Multi-layer workload prediction
Using machine learning and math-based algorithms, Federator.ai predicts containerized application and cluster node resource usage as the basis for resource recommendations at application level as well as at cluster node level. Federator.ai supports prediction for both physical/virtual CPUs and memories.
Auto-scaling via resource recommendation
Federator.ai utilizes the predicted resource usage to recommend the right number and size of pods for applications.
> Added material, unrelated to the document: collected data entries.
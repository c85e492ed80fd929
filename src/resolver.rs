//! Price resolution for whole collections
//!
//! Each record costs exactly one lookup (plus configured retries). Lookups run
//! one after another and every call first waits on the pacing policy, which keeps
//! the request rate under the limit Scryfall asks clients to respect
//! (https://scryfall.com/docs/api).

use crate::collection::{Collection, Price};
use crate::error::Result;
use crate::money::Money;
use std::thread;
use std::time::{Duration, Instant};

/// Default spacing between two Scryfall requests
pub const DEFAULT_REQUEST_DELAY: Duration = Duration::from_millis(200);

/// Result of asking the pricing service about one card name
#[derive(Debug, Clone, PartialEq, Eq)]
pub enum LookupOutcome {
    /// The card exists; `eur` is `None` when the service lists no price
    Found { eur: Option<Money> },
    NotFound,
}

/// Capability to look up a card's price by exact name
pub trait PriceLookup {
    fn lookup(&mut self, name: &str) -> Result<LookupOutcome>;
}

/// Spacing policy applied before every lookup call
pub trait Pacing {
    fn wait(&mut self);
}

/// Sleeps for the same delay before every call
#[derive(Debug, Clone, Copy)]
pub struct FixedDelay {
    delay: Duration,
}

impl FixedDelay {
    pub fn new(delay: Duration) -> Self {
        Self { delay }
    }
}

impl Default for FixedDelay {
    fn default() -> Self {
        Self::new(DEFAULT_REQUEST_DELAY)
    }
}

impl Pacing for FixedDelay {
    fn wait(&mut self) {
        if !self.delay.is_zero() {
            thread::sleep(self.delay);
        }
    }
}

/// Sleeps only for whatever is left of the interval since the previous call
#[derive(Debug, Clone)]
pub struct MinInterval {
    interval: Duration,
    last_call: Option<Instant>,
}

impl MinInterval {
    pub fn new(interval: Duration) -> Self {
        Self {
            interval,
            last_call: None,
        }
    }
}

impl Pacing for MinInterval {
    fn wait(&mut self) {
        if let Some(last) = self.last_call {
            let elapsed = last.elapsed();
            if elapsed < self.interval {
                thread::sleep(self.interval - elapsed);
            }
        }
        self.last_call = Some(Instant::now());
    }
}

/// How often a lookup is repeated after a transient failure
#[derive(Debug, Clone, Copy, PartialEq, Eq)]
pub struct RetryPolicy {
    pub max_retries: u32,
    pub backoff: Duration,
}

impl RetryPolicy {
    pub const fn none() -> Self {
        Self {
            max_retries: 0,
            backoff: Duration::from_secs(1),
        }
    }
}

impl Default for RetryPolicy {
    fn default() -> Self {
        Self::none()
    }
}

/// What happened while pricing one collection
#[derive(Debug, Clone, Default, PartialEq, Eq)]
pub struct ResolveSummary {
    pub looked_up: usize,
    pub priced: usize,
    /// Names the service did not know, in file order
    pub not_found: Vec<String>,
}

/// Drives lookups for a collection
pub struct PriceResolver<L> {
    lookup: L,
    pacing: Box<dyn Pacing>,
    retry: RetryPolicy,
}

impl<L: PriceLookup> PriceResolver<L> {
    pub fn new(lookup: L) -> Self {
        Self {
            lookup,
            pacing: Box::new(FixedDelay::default()),
            retry: RetryPolicy::none(),
        }
    }

    pub fn with_pacing(mut self, pacing: impl Pacing + 'static) -> Self {
        self.pacing = Box::new(pacing);
        self
    }

    pub fn with_boxed_pacing(mut self, pacing: Box<dyn Pacing>) -> Self {
        self.pacing = pacing;
        self
    }

    pub fn with_retry(mut self, retry: RetryPolicy) -> Self {
        self.retry = retry;
        self
    }

    pub fn lookup(&self) -> &L {
        &self.lookup
    }

    /// Prices a single card.
    ///
    /// A card the service does not know becomes unpriced; a card without a
    /// listed price is priced at zero. Other failures are returned.
    pub fn resolve(&mut self, name: &str) -> Result<Price> {
        let mut attempt = 0;
        loop {
            self.pacing.wait();
            log::debug!("Looking up price for {}", name);

            match self.lookup.lookup(name) {
                Ok(LookupOutcome::Found { eur }) => {
                    return Ok(Price::Priced(eur.unwrap_or(Money::ZERO)));
                }
                Ok(LookupOutcome::NotFound) => {
                    log::debug!("No card named {}, leaving it unpriced", name);
                    return Ok(Price::unpriced());
                }
                Err(e) if e.is_transient() && attempt < self.retry.max_retries => {
                    attempt += 1;
                    log::warn!(
                        "Lookup for {} failed ({}), retry {}/{}",
                        name,
                        e,
                        attempt,
                        self.retry.max_retries
                    );
                    thread::sleep(self.retry.backoff);
                }
                Err(e) => return Err(e),
            }
        }
    }

    /// Prices every record in file order, one lookup at a time
    pub fn resolve_collection(&mut self, collection: &mut Collection) -> Result<ResolveSummary> {
        let mut summary = ResolveSummary::default();

        for record in collection.iter_mut() {
            let price = self.resolve(&record.name)?;
            summary.looked_up += 1;
            if price.is_priced() {
                summary.priced += 1;
            } else {
                summary.not_found.push(record.name.clone());
            }
            record.price = price;
        }

        log::info!(
            "Priced {} of {} cards ({} not found)",
            summary.priced,
            summary.looked_up,
            summary.not_found.len()
        );
        Ok(summary)
    }
}

#[cfg(test)]
#[path = "resolver_tests.rs"]
mod tests;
Integrated with Datadog's WPA, applications are automatically scaled to meet the predicted resource usage.
Application-aware recommendation execution
Optimizing the resource usage and performance goals, Federator.ai uses application specific metrics for workload prediction and pod capacity estimation to auto-scale the right number of pods for best performance without overprovisioning.
Multi-cloud Cost Analysis
With resource usage prediction, Federator.ai analyzes potential cost of a cluster on different public cloud providers. It also recommend appropriate cluster nodes and instance types based on resource usage.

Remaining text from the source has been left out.